START Data to process
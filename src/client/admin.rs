//! Admin dashboard panels.
//!
//! Every panel follows the same pattern: list on mount, one remote mutation per action,
//! then a fresh list. Nothing is reconciled locally.

use super::local_state::LocalStore;
use crate::errors::AppError;
use crate::gateway::{FeedGateway, RemoteGateway};
use crate::models::{
    CrawlerSource, CreateIncidentRequest, CreateSourceRequest, CreateUserRequest, DashboardUser,
    EventLog, Incident, IncidentQuery, UpdateIncidentRequest, UpdateSourceRequest,
    UpdateUserRequest, MAX_QUERY_LIMIT,
};

/// Rows shown on the logs panel.
pub const LOG_PANEL_LIMIT: usize = 100;

pub struct AdminConsole {
    gateway: RemoteGateway,
}

impl AdminConsole {
    pub fn new(gateway: RemoteGateway) -> Self {
        Self { gateway }
    }

    /// Check operator credentials and remember the session locally.
    ///
    /// On failure the error's `message()` is the inline text to show.
    pub async fn login(
        &self,
        store: &mut LocalStore,
        username: &str,
        password: &str,
    ) -> Result<DashboardUser, AppError> {
        let user = self.gateway.login(username, password).await?;
        store.set_logged_in(true)?;
        tracing::info!("Operator {} logged in", user.username);
        Ok(user)
    }

    pub fn logout(&self, store: &mut LocalStore) -> Result<(), AppError> {
        store.set_logged_in(false)
    }

    // ==================== SOURCES PANEL ====================

    pub async fn sources(&self) -> Result<Vec<CrawlerSource>, AppError> {
        self.gateway.list_sources().await
    }

    pub async fn add_source(
        &self,
        request: &CreateSourceRequest,
    ) -> Result<Vec<CrawlerSource>, AppError> {
        self.gateway.create_source(request).await?;
        self.sources().await
    }

    pub async fn edit_source(
        &self,
        id: &str,
        request: &UpdateSourceRequest,
    ) -> Result<Vec<CrawlerSource>, AppError> {
        self.gateway.update_source(id, request).await?;
        self.sources().await
    }

    pub async fn remove_source(&self, id: &str) -> Result<Vec<CrawlerSource>, AppError> {
        self.gateway.delete_source(id).await?;
        self.sources().await
    }

    // ==================== INCIDENTS PANEL ====================

    pub async fn incidents(&self) -> Result<Vec<Incident>, AppError> {
        let query = IncidentQuery {
            limit: MAX_QUERY_LIMIT,
            ..IncidentQuery::default()
        };
        Ok(self.gateway.query_incidents(&query).await?.rows)
    }

    pub async fn add_incident(
        &self,
        request: &CreateIncidentRequest,
    ) -> Result<Vec<Incident>, AppError> {
        self.gateway.create_incident(request).await?;
        self.incidents().await
    }

    pub async fn edit_incident(
        &self,
        id: &str,
        request: &UpdateIncidentRequest,
    ) -> Result<Vec<Incident>, AppError> {
        self.gateway.update_incident(id, request).await?;
        self.incidents().await
    }

    pub async fn remove_incident(&self, id: &str) -> Result<Vec<Incident>, AppError> {
        self.gateway.delete_incident(id).await?;
        self.incidents().await
    }

    // ==================== OPERATORS PANEL ====================

    pub async fn users(&self) -> Result<Vec<DashboardUser>, AppError> {
        self.gateway.list_users().await
    }

    pub async fn add_user(&self, request: &CreateUserRequest) -> Result<Vec<DashboardUser>, AppError> {
        self.gateway.create_user(request).await?;
        self.users().await
    }

    pub async fn edit_user(
        &self,
        id: &str,
        request: &UpdateUserRequest,
    ) -> Result<Vec<DashboardUser>, AppError> {
        self.gateway.update_user(id, request).await?;
        self.users().await
    }

    pub async fn remove_user(&self, id: &str) -> Result<Vec<DashboardUser>, AppError> {
        self.gateway.delete_user(id).await?;
        self.users().await
    }

    // ==================== LOGS PANEL ====================

    pub async fn logs(&self) -> Result<Vec<EventLog>, AppError> {
        self.gateway.list_logs(LOG_PANEL_LIMIT).await
    }
}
END Data to process
Your goal
The entries above are to be restated word for word.

Answer section
filename src/client/admin.rs
//! Admin dashboard panels.
//!
//! Every panel follows the same pattern: list on mount, one remote mutation per action,
//! then a fresh list. Nothing is reconciled locally.

use super::local_state::LocalStore;
use crate::errors::AppError;
use crate::gateway::{FeedGateway, RemoteGateway};
use crate::models::{
    CrawlerSource, CreateIncidentRequest, CreateSourceRequest, CreateUserRequest, DashboardUser,
    EventLog, Incident, IncidentQuery, UpdateIncidentRequest, UpdateSourceRequest,
    UpdateUserRequest, MAX_QUERY_LIMIT,
};

/// Rows shown on the logs panel.
pub const LOG_PANEL_LIMIT: usize = 100;

pub struct AdminConsole {
    gateway: RemoteGateway,
}

impl AdminConsole {
    pub fn new(gateway: RemoteGateway) -> Self {
        Self { gateway }
    }

    /// Check operator credentials and remember the session locally.
    ///
    /// On failure the error's `message()` is the inline text to show.
    pub async fn login(
        &self,
        store: &mut LocalStore,
        username: &str,
        password: &str,
    ) -> Result<DashboardUser, AppError> {
        let user = self.gateway.login(username, password).await?;
        store.set_logged_in(true)?;
        tracing::info!("Operator {} logged in", user.username);
        Ok(user)
    }

    pub fn logout(&self, store: &mut LocalStore) -> Result<(), AppError> {
        store.set_logged_in(false)
    }

    // ==================== SOURCES PANEL ====================

    pub async fn sources(&self) -> Result<Vec<CrawlerSource>, AppError> {
        self.gateway.list_sources().await
    }

    pub async fn add_source(
        &self,
        request: &CreateSourceRequest,
    ) -> Result<Vec<CrawlerSource>, AppError> {
        self.gateway.create_source(request).await?;
        self.sources().await
    }

    pub async fn edit_source(
        &self,
        id: &str,
        request: &UpdateSourceRequest,
    ) -> Result<Vec<CrawlerSource>, AppError> {
        self.gateway.update_source(id, request).await?;
        self.sources().await
    }

    pub async fn remove_source(&self, id: &str) -> Result<Vec<CrawlerSource>, AppError> {
        self.gateway.delete_source(id).await?;
        self.sources().await
    }

    // ==================== INCIDENTS PANEL ====================

    pub async fn incidents(&self) -> Result<Vec<Incident>, AppError> {
        let query = IncidentQuery {
            limit: MAX_QUERY_LIMIT,
            ..IncidentQuery::default()
        };
        Ok(self.gateway.query_incidents(&query).await?.rows)
    }

    pub async fn add_incident(
        &self,
        request: &CreateIncidentRequest,
    ) -> Result<Vec<Incident>, AppError> {
        self.gateway.create_incident(request).await?;
        self.incidents().await
    }

    pub async fn edit_incident(
        &self,
        id: &str,
        request: &UpdateIncidentRequest,
    ) -> Result<Vec<Incident>, AppError> {
        self.gateway.update_incident(id, request).await?;
        self.incidents().await
    }

    pub async fn remove_incident(&self, id: &str) -> Result<Vec<Incident>, AppError> {
        self.gateway.delete_incident(id).await?;
        self.incidents().await
    }

    // ==================== OPERATORS PANEL ====================

    pub async fn users(&self) -> Result<Vec<DashboardUser>, AppError> {
        self.gateway.list_users().await
    }

    pub async fn add_user(&self, request: &CreateUserRequest) -> Result<Vec<DashboardUser>, AppError> {
        self.gateway.create_user(request).await?;
        self.users().await
    }

    pub async fn edit_user(
        &self,
        id: &str,
        request: &UpdateUserRequest,
    ) -> Result<Vec<DashboardUser>, AppError> {
        self.gateway.update_user(id, request).await?;
        self.users().await
    }

    pub async fn remove_user(&self, id: &str) -> Result<Vec<DashboardUser>, AppError> {
        self.gateway.delete_user(id).await?;
        self.users().await
    }

    // ==================== LOGS PANEL ====================

    pub async fn logs(&self) -> Result<Vec<EventLog>, AppError> {
        self.gateway.list_logs(LOG_PANEL_LIMIT).await
    }
}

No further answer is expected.